Supreme Court of Iowa.

July 18, 1990.

As Corrected November 2, 1990.

*490 Thomas J. Miller, Atty. Gen., Gordon E. Allen, Deputy Atty. Gen., and Kathrine S. Miller-Todd, Asst. Atty. Gen., for appellee.

Stephen W. Newport, Davenport, for appellant.

Vincent Motto, Davenport, guardian ad litem for child.


*491 LAVORATO, Justice.

The father of a four-year-old child appeals from a juvenile court decree that terminated his parental rights. We originally transferred this case to the court of appeals, which reversed the juvenile court's decree. On further review, we now vacate the court of appeals decision and affirm the decree of the juvenile court.
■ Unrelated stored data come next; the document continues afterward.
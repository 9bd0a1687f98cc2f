use std::path::PathBuf;

use ndarray::Axis;
use ort::{inputs, Session};
use tracing::instrument;

use crate::{
    engine::ImageBuffer,
    onnx::{first_output, OnnxError, SessionSettings, TensorRtProfile},
    region::ProbabilityMap,
    util::plan_detection_resize,
};

const MEAN_VALUES: [f32; 3] = [0.485, 0.456, 0.406];
const NORM_VALUES: [f32; 3] = [1.0 / 0.229, 1.0 / 0.224, 1.0 / 0.225];

/// DB text detection model.
pub struct DbNet {
    session: Session,
    max_side_len: u32,
}

impl DbNet {
    #[instrument(level = "debug", skip(settings))]
    pub(crate) fn init(
        path: PathBuf,
        settings: &SessionSettings,
        max_side_len: u32,
    ) -> ort::Result<Self> {
        let profile = TensorRtProfile {
            min_shape: "1x3x32x32".into(),
            opt_shape: format!("1x3x{max_side_len}x{max_side_len}"),
            max_shape: format!("1x3x{max_side_len}x{max_side_len}"),
        };
        let session = settings
            .session_builder(&path, profile)?
            .commit_from_file(&path)?;

        log::debug!("DB inputs: {:?}", session.inputs);
        log::debug!("DB outputs: {:?}", session.outputs);

        Ok(Self {
            session,
            max_side_len,
        })
    }

    /// Probability map at the resized detection resolution.
    #[instrument(skip(self, image), level = "debug")]
    pub fn predict<I: ImageBuffer>(&self, image: &I) -> Result<ProbabilityMap, OnnxError> {
        let plan = plan_detection_resize(image.width(), image.height(), self.max_side_len);
        let resized = image
            .resize(plan.width, plan.height)
            .map_err(|e| OnnxError::Image(e.into()))?;
        let input_values = resized
            .to_tensor(&MEAN_VALUES, &NORM_VALUES)
            .insert_axis(Axis(0));

        let outputs = self.session.run(inputs!["x" => input_values]?)?;
        let pred = first_output(&outputs)?;

        let (height, width) = match pred.shape() {
            &[1, 1, height, width] => (height, width),
            other => return Err(OnnxError::UnexpectedShape(other.to_vec())),
        };
        let pred = pred
            .into_shape((height, width))
            .map_err(|_| OnnxError::UnexpectedShape(vec![1, 1, height, width]))?;

        log::trace!("Detection map is {width}x{height}");
        Ok(ProbabilityMap::new(pred))
    }
}
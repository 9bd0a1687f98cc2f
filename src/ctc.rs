use std::path::Path;

use ndarray::ArrayView2;
use tracing::instrument;

use crate::{orientation::argmax, OcrError, TextLine};

/// Class index the recognizer uses for "no character".
pub const BLANK_INDEX: usize = 0;

/// Recognizer character set. Class `i` (for `i >= 1`) maps to entry `i - 1`.
#[derive(Debug, Clone, Default, PartialEq, Eq)]
pub struct CharacterVocabulary {
    entries: Vec<String>,
}

impl CharacterVocabulary {
    pub fn new(entries: impl IntoIterator<Item = impl Into<String>>) -> Self {
        Self {
            entries: entries.into_iter().map(Into::into).collect(),
        }
    }

    /// Reads a PaddleOCR style dictionary, one entry per line. With `use_space_char` a
    /// trailing `" "` entry is appended, as space-aware models expect.
    pub fn load(path: impl AsRef<Path>, use_space_char: bool) -> Result<Self, OcrError> {
        let path = path.as_ref();
        let keys = std::fs::read_to_string(path).map_err(|source| OcrError::Vocabulary {
            path: path.to_path_buf(),
            source,
        })?;
        let mut vocabulary = Self::new(keys.lines());
        if use_space_char {
            vocabulary.entries.push(" ".to_string());
        }
        log::debug!(
            "Loaded {} vocabulary entries from {}",
            vocabulary.len(),
            path.display()
        );
        Ok(vocabulary)
    }

    pub fn len(&self) -> usize {
        self.entries.len()
    }

    pub fn is_empty(&self) -> bool {
        self.entries.is_empty()
    }

    /// Entry for a recognizer class index, `None` for blank or out of range classes.
    pub fn get(&self, class: usize) -> Option<&str> {
        class
            .checked_sub(1)
            .and_then(|i| self.entries.get(i))
            .map(String::as_str)
    }
}

/// Greedy CTC decoding of a `[timesteps, classes]` score matrix.
///
/// Per timestep the best class wins (lowest index on ties). Blanks and immediate repeats
/// emit nothing; a blank between two equal classes lets the second one through. The
/// confidence is the mean winning score of the emitted characters, or 0 when none were.
/// Classes beyond the vocabulary are skipped.
#[instrument(level = "trace", skip(scores, vocabulary), fields(shape = ?scores.dim()))]
pub fn decode(scores: ArrayView2<f32>, vocabulary: &CharacterVocabulary) -> TextLine {
    if scores.is_empty() || vocabulary.is_empty() {
        return TextLine::default();
    }

    let mut text = String::new();
    let mut character_scores = Vec::new();
    let mut last_index = None;

    for timestep in scores.outer_iter() {
        let Some((index, score)) = argmax(timestep.iter().copied()) else {
            continue;
        };

        if index != BLANK_INDEX && last_index != Some(index) {
            if let Some(character) = vocabulary.get(index) {
                text.push_str(character);
                character_scores.push(score);
            }
        }
        last_index = Some(index);
    }

    let confidence = if character_scores.is_empty() {
        0.0
    } else {
        character_scores.iter().sum::<f32>() / character_scores.len() as f32
    };

    TextLine {
        text,
        confidence,
        character_scores,
    }
}

#[cfg(test)]
mod tests {
    use ndarray::Array2;

    use super::*;

    /// One-hot-ish score rows where `winners[t]` scores `score` and everything else 0.01.
    fn scores_for(winners: &[usize], classes: usize, score: f32) -> Array2<f32> {
        let mut scores = Array2::from_elem((winners.len(), classes), 0.01);
        for (t, &w) in winners.iter().enumerate() {
            scores[[t, w]] = score;
        }
        scores
    }

    fn ab() -> CharacterVocabulary {
        CharacterVocabulary::new(["A", "B"])
    }

    #[test]
    fn blank_separates_and_repeats_collapse() {
        let line = decode(scores_for(&[1, 1, 0, 2], 3, 0.9).view(), &ab());
        assert_eq!(line.text, "AB");
        assert_eq!(line.character_scores.len(), 2);
        assert!((line.confidence - 0.9).abs() < 1e-6);
    }

    #[test]
    fn blank_allows_repeated_character() {
        let line = decode(scores_for(&[1, 0, 1], 3, 0.8).view(), &ab());
        assert_eq!(line.text, "AA");
    }

    #[test]
    fn long_run_emits_once() {
        let line = decode(scores_for(&[2, 2, 2, 2, 2], 3, 0.7).view(), &ab());
        assert_eq!(line.text, "B");
        assert!((line.confidence - 0.7).abs() < 1e-6);
    }

    #[test]
    fn confidence_is_mean_of_emitted_scores() {
        let mut scores = scores_for(&[1, 0, 2], 3, 0.9);
        scores[[2, 2]] = 0.5;
        let line = decode(scores.view(), &ab());
        assert_eq!(line.text, "AB");
        assert!((line.confidence - 0.7).abs() < 1e-6);
    }

    #[test]
    fn ties_go_to_lowest_class() {
        let scores = Array2::from_shape_vec((1, 3), vec![0.1, 0.6, 0.6]).unwrap();
        assert_eq!(decode(scores.view(), &ab()).text, "A");
    }

    #[test]
    fn all_blank_has_zero_confidence() {
        let line = decode(scores_for(&[0, 0, 0], 3, 0.99).view(), &ab());
        assert_eq!(line.text, "");
        assert_eq!(line.confidence, 0.0);
    }

    #[test]
    fn empty_inputs_decode_to_nothing() {
        let empty = Array2::<f32>::zeros((0, 3));
        assert_eq!(decode(empty.view(), &ab()), TextLine::default());

        let scores = scores_for(&[1, 2], 3, 0.9);
        assert_eq!(
            decode(scores.view(), &CharacterVocabulary::default()),
            TextLine::default()
        );
    }

    #[test]
    fn nan_scores_never_win() {
        let scores = Array2::from_shape_vec(
            (3, 3),
            vec![0.1, 0.9, f32::NAN, f32::NAN, 0.2, 0.7, 0.9, 0.02, 0.01],
        )
        .unwrap();
        let line = decode(scores.view(), &ab());
        assert_eq!(line.text, "AB");
        assert!((line.confidence - 0.8).abs() < 1e-6);
    }

    #[test]
    fn all_nan_rows_emit_nothing() {
        let scores = Array2::from_elem((2, 3), f32::NAN);
        let line = decode(scores.view(), &ab());
        assert_eq!(line.text, "");
        assert_eq!(line.confidence, 0.0);
    }

    #[test]
    fn out_of_vocabulary_classes_are_skipped() {
        let line = decode(scores_for(&[1, 3, 2], 4, 0.9).view(), &ab());
        assert_eq!(line.text, "AB");
        assert_eq!(line.character_scores.len(), 2);
    }

    #[test]
    fn transposed_views_decode_the_same() {
        let column_major = scores_for(&[1, 0, 2], 3, 0.9).reversed_axes();
        let line = decode(column_major.t(), &ab());
        assert_eq!(line.text, "AB");
    }

    #[test]
    fn vocabulary_lookup_is_shifted() {
        let vocabulary = ab();
        assert_eq!(vocabulary.get(0), None);
        assert_eq!(vocabulary.get(1), Some("A"));
        assert_eq!(vocabulary.get(2), Some("B"));
        assert_eq!(vocabulary.get(3), None);
    }

    #[test]
    fn loads_keys_file() {
        let path = std::env::temp_dir().join(format!("textspot-keys-{}.txt", std::process::id()));
        std::fs::write(&path, "a\nb\n \nc\n").unwrap();

        let plain = CharacterVocabulary::load(&path, false).unwrap();
        let spaced = CharacterVocabulary::load(&path, true).unwrap();
        std::fs::remove_file(&path).unwrap();

        assert_eq!(plain.len(), 4);
        assert_eq!(plain.get(3), Some(" "));
        assert_eq!(plain.get(4), Some("c"));
        assert_eq!(spaced.len(), 5);
        assert_eq!(spaced.get(5), Some(" "));
    }

    #[test]
    fn missing_keys_file_names_the_path() {
        let err = CharacterVocabulary::load("does/not/exist.txt", false).unwrap_err();
        assert!(matches!(err, OcrError::Vocabulary { .. }));
        assert!(err.to_string().contains("does/not/exist.txt"));
    }
}
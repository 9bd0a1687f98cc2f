use crate::rotated_box::Point2D;

/// Convex hull by Andrew's monotone chain.
///
/// Returns the hull counter-clockwise (in a y-up frame) starting from the point with the
/// smallest x, with collinear points removed. Inputs of fewer than 3 points are returned
/// as given.
pub fn convex_hull(points: &[Point2D]) -> Vec<Point2D> {
    if points.len() < 3 {
        return points.to_vec();
    }

    let mut sorted = points.to_vec();
    sorted.sort_by(|a, b| a.x.total_cmp(&b.x).then(a.y.total_cmp(&b.y)));
    sorted.dedup();
    if sorted.len() < 3 {
        return sorted;
    }

    let mut lower = half_hull(sorted.iter());
    let mut upper = half_hull(sorted.iter().rev());

    lower.pop();
    upper.pop();
    lower.append(&mut upper);
    lower
}

fn half_hull<'a>(points: impl Iterator<Item = &'a Point2D>) -> Vec<Point2D> {
    let mut chain: Vec<Point2D> = Vec::new();
    for &p in points {
        while chain.len() >= 2 && cross(chain[chain.len() - 2], chain[chain.len() - 1], p) <= 0.0 {
            chain.pop();
        }
        chain.push(p);
    }
    chain
}

/// Z component of `(a - o) x (b - o)`.
#[inline]
pub(crate) fn cross(o: Point2D, a: Point2D, b: Point2D) -> f32 {
    (a.x - o.x) * (b.y - o.y) - (a.y - o.y) * (b.x - o.x)
}

#[cfg(test)]
mod tests {
    use super::*;

    fn pts(coords: &[(f32, f32)]) -> Vec<Point2D> {
        coords.iter().map(|&(x, y)| Point2D::new(x, y)).collect()
    }

    #[test]
    fn square_drops_interior_point() {
        let hull = convex_hull(&pts(&[
            (0.0, 0.0),
            (1.0, 0.0),
            (1.0, 1.0),
            (0.0, 1.0),
            (0.5, 0.5),
        ]));
        assert_eq!(
            hull,
            pts(&[(0.0, 0.0), (1.0, 0.0), (1.0, 1.0), (0.0, 1.0)])
        );
    }

    #[test]
    fn collinear_points_are_removed() {
        let hull = convex_hull(&pts(&[(0.0, 0.0), (1.0, 0.0), (2.0, 0.0), (2.0, 2.0), (0.0, 2.0)]));
        assert_eq!(hull.len(), 4);
        assert!(!hull.contains(&Point2D::new(1.0, 0.0)));
    }

    #[test]
    fn line_collapses_to_endpoints() {
        let hull = convex_hull(&pts(&[(0.0, 0.0), (3.0, 0.0), (1.0, 0.0), (2.0, 0.0)]));
        assert_eq!(hull, pts(&[(0.0, 0.0), (3.0, 0.0)]));
    }

    #[test]
    fn fewer_than_three_points_pass_through() {
        let input = pts(&[(4.0, 1.0), (0.0, 0.0)]);
        assert_eq!(convex_hull(&input), input);
        assert!(convex_hull(&[]).is_empty());
    }

    #[test]
    fn duplicates_do_not_repeat() {
        let hull = convex_hull(&pts(&[(1.0, 1.0), (1.0, 1.0), (1.0, 1.0)]));
        assert_eq!(hull, pts(&[(1.0, 1.0)]));
    }

    #[test]
    fn hull_turns_left() {
        let hull = convex_hull(&pts(&[
            (0.0, 0.0),
            (4.0, 1.0),
            (5.0, 5.0),
            (1.0, 4.0),
            (2.0, 2.0),
            (3.0, 3.0),
        ]));
        let n = hull.len();
        for i in 0..n {
            assert!(cross(hull[i], hull[(i + 1) % n], hull[(i + 2) % n]) > 0.0);
        }
    }
}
L.L.the child who is the subject of these proceedingsis the daughter of J.L. and G.R. J.L. is black and G.R. is Caucasian. J.L. and G.R. have never married. G.R. has another daughterT.R.who was born on April 3, 1984. J.L. is not T.R.'s natural father.

J.L. is also the father of A.T. J.L. claims to be the father of two other children, but has not been in contact with the children or their mother.

J.L.'s family first came to the attention of the Iowa Department of Human Services in February 1986. At that time an undetermined report of child abuse was filed as to T.R., who was then two years old. The report alleged that T.R. had suffered bruises and abrasions to her face.

Several months later the department initiated in-home services for parenting and budgeting. These services continued until July 1986, when they were suspended because J.L. and G.R. did not get along with the homemaker. The following month, the department assigned a new homemaker to the family.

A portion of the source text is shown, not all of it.